• THE PROBLEM: Find and return every line of the data that contains the word "enum".

• Collected data entries:
-----

//! Two real cores racing over loopback TCP.
//!
//! Discovery stays off so the test is self-contained; the guest joins by
//! explicit address, which exercises the whole mesh path: listener,
//! dial, HELLO handshake, PEER_LIST, text sync, ready-check, countdown,
//! progress, finish, and rankings.

use std::net::{IpAddr, Ipv4Addr};
use std::sync::Arc;
use std::time::Duration;

use tokio::sync::mpsc;
use tokio::time::timeout;

use typerace_lan::{
    spawn_core, CoreConfig, CoreEvent, SessionPhase, StaticWordBank, SystemClock,
};

const HOST_PORT: u16 = 47311;
const LOCALHOST: IpAddr = IpAddr::V4(Ipv4Addr::LOCALHOST);

fn config(name: &str, tcp_port: u16) -> CoreConfig {
    CoreConfig {
        player_name: Some(name.to_string()),
        tcp_port,
        enable_discovery: false,
        ..CoreConfig::default()
    }
}

fn spawn(name: &str, tcp_port: u16) -> (typerace_lan::CoreHandle, mpsc::Receiver<CoreEvent>) {
    spawn_core(
        config(name, tcp_port),
        Arc::new(StaticWordBank::new(["alpha", "beta", "gamma"])),
        Arc::new(SystemClock::new()),
    )
}

/// Drain events until one matches, with a hard deadline.
async fn wait_for<F>(
    events: &mut mpsc::Receiver<CoreEvent>,
    what: &str,
    mut matches: F,
) -> CoreEvent
where
    F: FnMut(&CoreEvent) -> bool,
{
    timeout(Duration::from_secs(15), async {
        loop {
            let event = events.recv().await.unwrap_or_else(|| {
                panic!("core stopped while waiting for {}", what);
            });
            if matches(&event) {
                return event;
            }
        }
    })
    .await
    .unwrap_or_else(|_| panic!("timed out waiting for {}", what))
}

#[tokio::test]
async fn two_nodes_run_a_full_race() {
    let (host, mut host_events) = spawn("alice", HOST_PORT);
    let (guest, mut guest_events) = spawn("bob", 0);

    assert!(host.create_room().await.expect("create_room"));
    host.set_game_text("alpha beta gamma").await.unwrap();

    assert!(guest.join_room(LOCALHOST, HOST_PORT).await.expect("join_room"));
    wait_for(&mut guest_events, "join success", |e| {
        matches!(e, CoreEvent::JoinSucceeded)
    })
    .await;
    wait_for(&mut host_events, "bob to appear", |e| {
        matches!(e, CoreEvent::PlayerJoined { name } if name == "bob")
    })
    .await;

    // The guest inherits the host's text.
    wait_for(&mut guest_events, "text sync", |e| {
        matches!(e, CoreEvent::GameTextChanged { text, .. } if text == "alpha beta gamma")
    })
    .await;

    // Both rosters hold both players.
    let snapshot = wait_for(&mut host_events, "full roster on the host", |e| {
        matches!(e, CoreEvent::PlayersChanged(players) if players.len() == 2)
    })
    .await;
    if let CoreEvent::PlayersChanged(players) = snapshot {
        let mut names: Vec<&str> = players.iter().map(|p| p.name.as_str()).collect();
        names.sort_unstable();
        assert_eq!(names, ["alice", "bob"]);
    }

    // Ready-check and countdown.
    host.start_countdown().await.unwrap();
    wait_for(&mut guest_events, "the countdown", |e| {
        matches!(e, CoreEvent::CountdownStarted { seconds: 3 })
    })
    .await;
    wait_for(&mut host_events, "host racing", |e| {
        matches!(e, CoreEvent::PhaseChanged(SessionPhase::Racing))
    })
    .await;
    wait_for(&mut guest_events, "guest racing", |e| {
        matches!(e, CoreEvent::PhaseChanged(SessionPhase::Racing))
    })
    .await;

    // Alice types everything and finishes first.
    host.update_progress(15, 15, 60.0).await.unwrap();
    host.finish_race(60.0, 100.0, 0).await.unwrap();

    // Bob sees her finish with rank 1 before finishing himself.
    wait_for(&mut guest_events, "alice's finish", |e| {
        matches!(
            e,
            CoreEvent::ProgressUpdated { name, finished: true, rank: 1, .. } if name == "alice"
        )
    })
    .await;
    guest.update_progress(15, 15, 40.0).await.unwrap();
    guest.finish_race(40.0, 100.0, 0).await.unwrap();

    // Both nodes settle on the same rankings.
    let host_results = wait_for(&mut host_events, "host rankings", |e| {
        matches!(e, CoreEvent::RaceFinished(_))
    })
    .await;
    let guest_results = wait_for(&mut guest_events, "guest rankings", |e| {
        matches!(e, CoreEvent::RaceFinished(_))
    })
    .await;

    for results in [&host_results, &guest_results] {
        let CoreEvent::RaceFinished(rankings) = results else {
            unreachable!();
        };
        assert_eq!(rankings.len(), 2);
        assert_eq!(rankings[0].name, "alice");
        assert_eq!(rankings[0].position, 1);
        assert_eq!(rankings[0].wpm, 60.0);
        assert_eq!(rankings[1].name, "bob");
        assert_eq!(rankings[1].position, 2);
        assert_eq!(rankings[1].wpm, 40.0);
    }

    host.shutdown();
    guest.shutdown();
}

#[tokio::test]
async fn joining_a_dead_endpoint_fails() {
    let (guest, mut events) = spawn("carol", 0);

    // Port 1 is never listening; the dial is refused almost instantly.
    assert!(guest.join_room(LOCALHOST, 1).await.expect("join_room"));
    wait_for(&mut events, "the join failure", |e| {
        matches!(e, CoreEvent::JoinFailed { .. })
    })
    .await;

    guest.shutdown();
}
use crate::clock::Clock;
use crate::events::{CoreEvent, PlayerSnapshot, RankingEntry, SessionPhase};
use crate::net::protocol::{
    Countdown, Finish, GameText, PacketBody, PlayerLeft, Progress, RoomStatus, CONNECT_TIMEOUT,
    COUNTDOWN_SECONDS, READY_CHECK_TIMEOUT,
};
use crate::text::{compose_text, TextProvider};

pub(crate) use player::Player;

/// The session's cancellable one-shot timers. `leave_room` cancels all
/// of them unconditionally, which is why they are first-class handles
/// rather than booleans derived from state.
#[derive(Debug, Clone, Copy, PartialEq, Eq, Hash)]
pub(crate) enum TimerKind {
    /// Join attempt waiting for the target's HELLO.
    Connect,
    /// Room creator waiting for READY_RESPONSE packets.
    ReadyCheck,
    /// The 3-second countdown before GAME_START.
    Countdown,
}

/// What the session wants done in the outside world, in order.
pub(crate) enum Effect {
    Broadcast(PacketBody),
    SendToPeer(Uuid, PacketBody),
    Emit(CoreEvent),
    Dial(SocketAddr),
    ClosePeer(Uuid),
    CloseAllPeers,
    OpenListener,
    CloseListener,
    StartTimer(TimerKind, Duration),
    CancelTimer(TimerKind),
    CancelAllTimers,
    /// Recompute the discovery announcement from current session state.
    RefreshAnnounce,
}

/// Room lifecycle as a sum type, so that illegal combinations such as
/// "connecting while racing" cannot be represented.
pub(crate) enum Phase {
    Idle,
    Connecting {
        target: SocketAddr,
    },
    Lobby,
    ReadyCheck {
        /// Players whose READY_RESPONSE arrived; includes the local
        /// player, marked ready up front. Only meaningful on the room
        /// creator.
        responded: HashSet<Uuid>,
    },
    CountingDown,
    Racing,
    Finished,
}

impl Phase {
    fn as_public(&self) -> SessionPhase {
        match self {
            Phase::Idle => SessionPhase::Idle,
            Phase::Connecting { .. } => SessionPhase::Connecting,
            Phase::Lobby => SessionPhase::Lobby,
            Phase::ReadyCheck { .. } => SessionPhase::ReadyCheck,
            Phase::CountingDown => SessionPhase::CountingDown,
            Phase::Racing => SessionPhase::Racing,
            Phase::Finished => SessionPhase::Finished,
        }
    }
}

pub(crate) struct Session {
    my_id: Uuid,
    my_name: String,
    is_room_creator: bool,
    /// Learned from the first HELLO when joining; our own id when
    /// hosting; `None` until either happens.
    host_id: Option<Uuid>,
    phase: Phase,
    text: String,
    language: String,
    roster: HashMap<Uuid, Player>,
    finished_count: u32,
    rankings: Vec<RankingEntry>,
    max_players: usize,
    clock: Arc<dyn Clock>,
    text_provider: Arc<dyn TextProvider>,
    outbox: Vec<Effect>,
}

-----

• RESPONSE FOR THIS EXERCISE:
pub(crate) enum TimerKind {
pub(crate) enum Effect {
pub(crate) enum Phase {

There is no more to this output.